The story itself I feel is more sad than amusing although that maybe American sensibilities rather than Thai.
This is a nice a story. Your humor was well done. You were able to incorparate it without over doing it.
I think there is a lot of humor in every embarrassing situation, but you have such an ear for description, this story became less about laughing at a shared foible and more about being disgusted at human fragility. Your account of his accident is too dead on, I think, to laugh. This is the person sharing the humilating anecdote that instead of showing the joke of the girl-almost-had or finally getting a reason to show off his running prowess, he hammers you with fecal minutiae. He laughs at his retelling, but everyone else in the room shuffles uncomfortably, hoping his story will end soon.
Not saying there aren’t parts I didn’t enjoy. Your description of the woman and the process of getting to know her prove your understanding of the area. I just think humor like this walks a fine line and I wonder – can’t believe I’m saying this – if it might work better if you “Disney” up the shit scene?
healthier than though = healthier than THOU.
I loved the description of Eurotrash!
I loved the description of Thomas, a clean-cut button up kind of guy. It reminds me of me even though I am American.
Afterward his mother, who emailed him routinely once a week – Sundays, forwarded only articles of disasters and atrocities occurring in the Asian region and then added her thoughts on these matters.
I liked this, but I really would have liked for you to maybe give us an idea of what his mother would have said, something like, “That nice young man was only trying to help those villagers and they killed him. They killed that young man!” I hope you know what I’m getting at.
Supatra entered Jo’s looking not at all as if she’d just worked a nine hour shift…
I didn’t like the description of how she looked clean and fresh. Maybe a more interesting description, like she looked like crisp linen, or something like that.
as he knew Supatra would not rush their after work coffee.
their should be ‘there’.
The searing Thai heat was alive in this room and undeterred
I thought this line was a little clumsy. Perhaps just reword it to: the searing Thai heat was alive and undeterred in this small space.
This could give the allusion of a cramped space, maybe giving a feeling claustrophobia.
He knew enough to that sometimes there is honor in hasty retreat.
to should be ‘too’.
I didn’t think this was funny, but I did think it was well written.

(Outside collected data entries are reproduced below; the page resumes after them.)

//! Low stock alerts

use shared::{Material, Product};

use crate::error::AppResult;
use crate::store::DynStore;

/// Inventory service for stock alerts
#[derive(Clone)]
pub struct InventoryService {
    store: DynStore,
}

impl InventoryService {
    pub fn new(store: DynStore) -> Self {
        Self { store }
    }

    /// Materials whose stock is below their minimum
    pub async fn material_alerts(&self) -> AppResult<Vec<Material>> {
        self.store.low_stock_materials().await
    }

    /// Products whose stock is below their minimum
    pub async fn product_alerts(&self) -> AppResult<Vec<Product>> {
        self.store.low_stock_products().await
    }
}
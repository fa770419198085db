//! Configuration management for the glass stock server
//!
//! Supports hierarchical configuration loading:
//! 1. Default values in code
//! 2. Configuration files (config/development.toml, config/production.toml)
//! 3. Environment variable overrides with GLASS__ prefix

use config::{ConfigError, Environment, File};
use serde::Deserialize;

/// Lowest work factor bcrypt accepts; only for tests
const TEST_BCRYPT_COST: u32 = 4;

/// Main application configuration
#[derive(Debug, Deserialize, Clone)]
pub struct Config {
    /// Current environment (development, production)
    pub environment: String,

    /// Server configuration
    pub server: ServerConfig,

    /// Storage configuration
    pub database: DatabaseConfig,

    /// JWT authentication configuration
    pub jwt: JwtConfig,
}

#[derive(Debug, Deserialize, Clone)]
pub struct ServerConfig {
    /// Server port
    pub port: u16,

    /// Server host
    pub host: String,
}

/// Which store implementation backs the API
#[derive(Debug, Deserialize, Clone, Copy, PartialEq, Eq)]
#[serde(rename_all = "lowercase")]
pub enum StorageBackend {
    Postgres,
    Memory,
}

#[derive(Debug, Deserialize, Clone)]
pub struct DatabaseConfig {
    /// Store implementation
    pub backend: StorageBackend,

    /// PostgreSQL connection URL (unused by the memory backend)
    #[serde(default)]
    pub url: String,

    /// Maximum number of connections in the pool
    pub max_connections: u32,

    /// Minimum number of connections in the pool
    pub min_connections: u32,
}

#[derive(Debug, Deserialize, Clone)]
pub struct JwtConfig {
    /// Secret key for signing JWT tokens
    pub secret: String,

    /// Access token expiration in seconds
    pub access_token_expiry: i64,

    /// bcrypt work factor for password hashes
    pub bcrypt_cost: u32,
}

impl Config {
    /// Load configuration from files and environment variables
    pub fn load() -> Result<Self, ConfigError> {
        let environment = std::env::var("GLASS_ENVIRONMENT").unwrap_or_else(|_| "development".into());

        let config = config::Config::builder()
            // Start with default values
            .set_default("environment", environment.clone())?
            .set_default("server.port", 8000)?
            .set_default("server.host", "0.0.0.0")?
            .set_default("database.backend", "postgres")?
            .set_default("database.max_connections", 10)?
            .set_default("database.min_connections", 2)?
            .set_default("jwt.access_token_expiry", 1800)?
            .set_default("jwt.bcrypt_cost", i64::from(bcrypt::DEFAULT_COST))?
            // Load environment-specific config file
            .add_source(File::with_name(&format!("config/{}", environment)).required(false))
            // Override with environment variables (GLASS prefix)
            .add_source(
                Environment::with_prefix("GLASS")
                    .separator("__")
                    .try_parsing(true),
            )
            .build()?;

        config.try_deserialize()
    }

    /// Configuration for tests and local runs: in-memory store, cheap hashes
    pub fn for_memory(secret: impl Into<String>) -> Self {
        Self {
            environment: "test".to_string(),
            server: ServerConfig::default(),
            database: DatabaseConfig {
                backend: StorageBackend::Memory,
                url: String::new(),
                max_connections: 1,
                min_connections: 1,
            },
            jwt: JwtConfig {
                secret: secret.into(),
                bcrypt_cost: TEST_BCRYPT_COST,
                ..JwtConfig::default()
            },
        }
    }
}

impl Default for ServerConfig {
    fn default() -> Self {
        Self {
            port: 8000,
            host: "0.0.0.0".to_string(),
        }
    }
}

impl Default for JwtConfig {
    fn default() -> Self {
        Self {
            secret: String::new(),
            access_token_expiry: 1800,
            bcrypt_cost: bcrypt::DEFAULT_COST,
        }
    }
}
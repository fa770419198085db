//! Error handling for the glass stock server
//!
//! Every failure is a distinct, user-visible `AppError` rendered as
//! `{"error": {"code", "message", "field"}}`.

use axum::{
    extract::rejection::{FormRejection, JsonRejection, PathRejection, QueryRejection},
    http::StatusCode,
    response::{IntoResponse, Response},
    Json,
};
use serde::Serialize;
use shared::{OrderError, StockError};
use thiserror::Error;
use uuid::Uuid;
use validator::ValidationErrors;

/// Application error types
#[derive(Error, Debug)]
pub enum AppError {
    // Authentication errors
    #[error("Invalid credentials")]
    InvalidCredentials,

    #[error("Invalid token")]
    InvalidToken,

    #[error("Unauthorized: {0}")]
    Unauthorized(String),

    // Validation errors
    #[error("Validation error: {message}")]
    Validation { field: String, message: String },

    #[error("Validation error: {0}")]
    ValidationError(String),

    #[error("User already exists: {0}")]
    DuplicateUser(String),

    #[error("Name already in use: {0}")]
    DuplicateName(String),

    #[error("Conflict: {message}")]
    Conflict { resource: String, message: String },

    #[error("Resource not found: {0}")]
    NotFound(String),

    // Business logic errors
    #[error("Insufficient stock: {available} available, {requested} requested")]
    InsufficientStock { available: i32, requested: i32 },

    #[error("Purchase order {0} is already completed")]
    AlreadyCompleted(Uuid),

    #[error("Supplier '{supplier}' does not supply material '{material}'")]
    AssociationMismatch { supplier: String, material: String },

    // Infrastructure errors
    #[error("Database error: {0}")]
    DatabaseError(#[from] sqlx::Error),

    #[error("Internal server error: {0}")]
    Internal(String),
}

impl AppError {
    /// Shorthand for a field-scoped validation failure
    pub fn validation(field: &str, message: impl Into<String>) -> Self {
        AppError::Validation {
            field: field.to_string(),
            message: message.into(),
        }
    }

    fn status(&self) -> StatusCode {
        match self {
            AppError::InvalidCredentials | AppError::InvalidToken | AppError::Unauthorized(_) => {
                StatusCode::UNAUTHORIZED
            }
            AppError::Validation { .. }
            | AppError::ValidationError(_)
            | AppError::AssociationMismatch { .. } => StatusCode::BAD_REQUEST,
            AppError::DuplicateUser(_)
            | AppError::DuplicateName(_)
            | AppError::Conflict { .. }
            | AppError::AlreadyCompleted(_) => StatusCode::CONFLICT,
            AppError::NotFound(_) => StatusCode::NOT_FOUND,
            AppError::InsufficientStock { .. } => StatusCode::UNPROCESSABLE_ENTITY,
            AppError::DatabaseError(_) | AppError::Internal(_) => StatusCode::INTERNAL_SERVER_ERROR,
        }
    }

    fn code(&self) -> &'static str {
        match self {
            AppError::InvalidCredentials => "INVALID_CREDENTIALS",
            AppError::InvalidToken => "INVALID_TOKEN",
            AppError::Unauthorized(_) => "UNAUTHORIZED",
            AppError::Validation { .. } | AppError::ValidationError(_) => "VALIDATION_ERROR",
            AppError::DuplicateUser(_) => "DUPLICATE_USER",
            AppError::DuplicateName(_) => "DUPLICATE_NAME",
            AppError::Conflict { .. } => "CONFLICT",
            AppError::NotFound(_) => "NOT_FOUND",
            AppError::InsufficientStock { .. } => "INSUFFICIENT_STOCK",
            AppError::AlreadyCompleted(_) => "ALREADY_COMPLETED",
            AppError::AssociationMismatch { .. } => "ASSOCIATION_MISMATCH",
            AppError::DatabaseError(_) => "DATABASE_ERROR",
            AppError::Internal(_) => "INTERNAL_ERROR",
        }
    }
}

impl From<StockError> for AppError {
    fn from(err: StockError) -> Self {
        match err {
            StockError::Insufficient { available, requested } => {
                AppError::InsufficientStock { available, requested }
            }
            StockError::NonPositiveQuantity(_) => AppError::validation("quantity", err.to_string()),
            StockError::NegativeStock(_) | StockError::Overflow => {
                AppError::validation("stock", err.to_string())
            }
            StockError::Unbalanced { .. } => AppError::validation("stock_after", err.to_string()),
        }
    }
}

impl From<OrderError> for AppError {
    fn from(err: OrderError) -> Self {
        match err {
            OrderError::AlreadyCompleted(id) => AppError::AlreadyCompleted(id),
        }
    }
}

impl From<ValidationErrors> for AppError {
    fn from(errors: ValidationErrors) -> Self {
        let mut fields: Vec<_> = errors.field_errors().into_iter().collect();
        fields.sort_by_key(|(field, _)| *field);

        match fields.first() {
            Some((field, errs)) => {
                let reason = errs
                    .first()
                    .map(|e| e.code.to_string())
                    .unwrap_or_else(|| "invalid".to_string());
                AppError::validation(field, format!("Invalid value for '{}': {}", field, reason))
            }
            None => AppError::ValidationError(errors.to_string()),
        }
    }
}

// Extractor rejections: the request itself could not be read

impl From<JsonRejection> for AppError {
    fn from(rejection: JsonRejection) -> Self {
        AppError::validation("body", rejection.body_text())
    }
}

impl From<FormRejection> for AppError {
    fn from(rejection: FormRejection) -> Self {
        AppError::validation("body", rejection.body_text())
    }
}

impl From<QueryRejection> for AppError {
    fn from(rejection: QueryRejection) -> Self {
        AppError::validation("query", rejection.body_text())
    }
}

impl From<PathRejection> for AppError {
    fn from(rejection: PathRejection) -> Self {
        AppError::validation("path", rejection.body_text())
    }
}

/// Error response structure
#[derive(Serialize)]
pub struct ErrorResponse {
    pub error: ErrorDetail,
}

#[derive(Serialize)]
pub struct ErrorDetail {
    pub code: String,
    pub message: String,
    #[serde(skip_serializing_if = "Option::is_none")]
    pub field: Option<String>,
}

impl IntoResponse for AppError {
    fn into_response(self) -> Response {
        let status = self.status();

        // Internal details stay in the logs
        let message = match &self {
            AppError::DatabaseError(_) => "A database error occurred".to_string(),
            AppError::Internal(_) => "An internal server error occurred".to_string(),
            AppError::Validation { message, .. } => message.clone(),
            AppError::Conflict { message, .. } => message.clone(),
            other => other.to_string(),
        };

        let field = match &self {
            AppError::Validation { field, .. } => Some(field.clone()),
            AppError::Conflict { resource, .. } => Some(resource.clone()),
            AppError::DuplicateUser(_) => Some("username".to_string()),
            AppError::DuplicateName(_) => Some("name".to_string()),
            _ => None,
        };

        if status.is_server_error() {
            tracing::error!("Error: {:?}", self);
        } else {
            tracing::debug!("Request failed: {}", self);
        }

        let body = ErrorResponse {
            error: ErrorDetail {
                code: self.code().to_string(),
                message,
                field,
            },
        };

        (status, Json(body)).into_response()
    }
}

/// Result type alias for handlers and services
pub type AppResult<T> = Result<T, AppError>;

#[cfg(test)]
mod tests {
    use super::*;

    #[test]
    fn test_stock_error_mapping() {
        let err: AppError = StockError::Insufficient {
            available: 2,
            requested: 5,
        }
        .into();
        assert!(matches!(
            err,
            AppError::InsufficientStock {
                available: 2,
                requested: 5
            }
        ));
        assert_eq!(err.status(), StatusCode::UNPROCESSABLE_ENTITY);

        let err: AppError = StockError::NonPositiveQuantity(0).into();
        assert_eq!(err.code(), "VALIDATION_ERROR");
    }

    #[test]
    fn test_status_codes() {
        assert_eq!(AppError::InvalidToken.status(), StatusCode::UNAUTHORIZED);
        assert_eq!(AppError::AlreadyCompleted(Uuid::nil()).status(), StatusCode::CONFLICT);
        assert_eq!(AppError::NotFound("Material".into()).status(), StatusCode::NOT_FOUND);
        assert_eq!(AppError::Internal("hash".into()).status(), StatusCode::INTERNAL_SERVER_ERROR);
        assert_eq!(AppError::Internal("hash".into()).code(), "INTERNAL_ERROR");
        assert_eq!(
            AppError::AssociationMismatch {
                supplier: "S".into(),
                material: "M".into()
            }
            .status(),
            StatusCode::BAD_REQUEST
        );
    }
}
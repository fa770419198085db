//! Business logic services for the glass stock server

pub mod auth;
pub mod inventory;
pub mod kardex;
pub mod materials;
pub mod products;
pub mod purchases;
pub mod stock;
pub mod suppliers;

pub use auth::AuthService;
pub use inventory::InventoryService;
pub use kardex::KardexService;
pub use materials::MaterialService;
pub use products::ProductService;
pub use purchases::PurchaseService;
pub use stock::StockService;
pub use suppliers::SupplierService;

I wondered though, why would Supatra not go after him? Is this something about the Thai culture? I would like for that to be explained. Also why didn’t he just tell the truth? Is that a part of the Thai culture also?
I liked this, but like I said, I didn’t find it funny. Maybe I would have if there was a little more info.
I can see the humor, but it isn’t very strong. Rare grammatical issues, and very nice overall. Good work.
“his short side parted dark hair sprinkled with gray, collared shirt and solid – never multicolored tie” This sentence may need a few commas or to be reworded, it was very confusing for me as I read through the story.
“I just read documents and edited there English” Should be their instead of there.
“quickly became board and often even” Board should be bored.
This actually made me smile…very funny! The only problem I found were grammatical errors, or run-on sentences that needed commas. I would recommend reading back through it. But besides those, it was a good read!!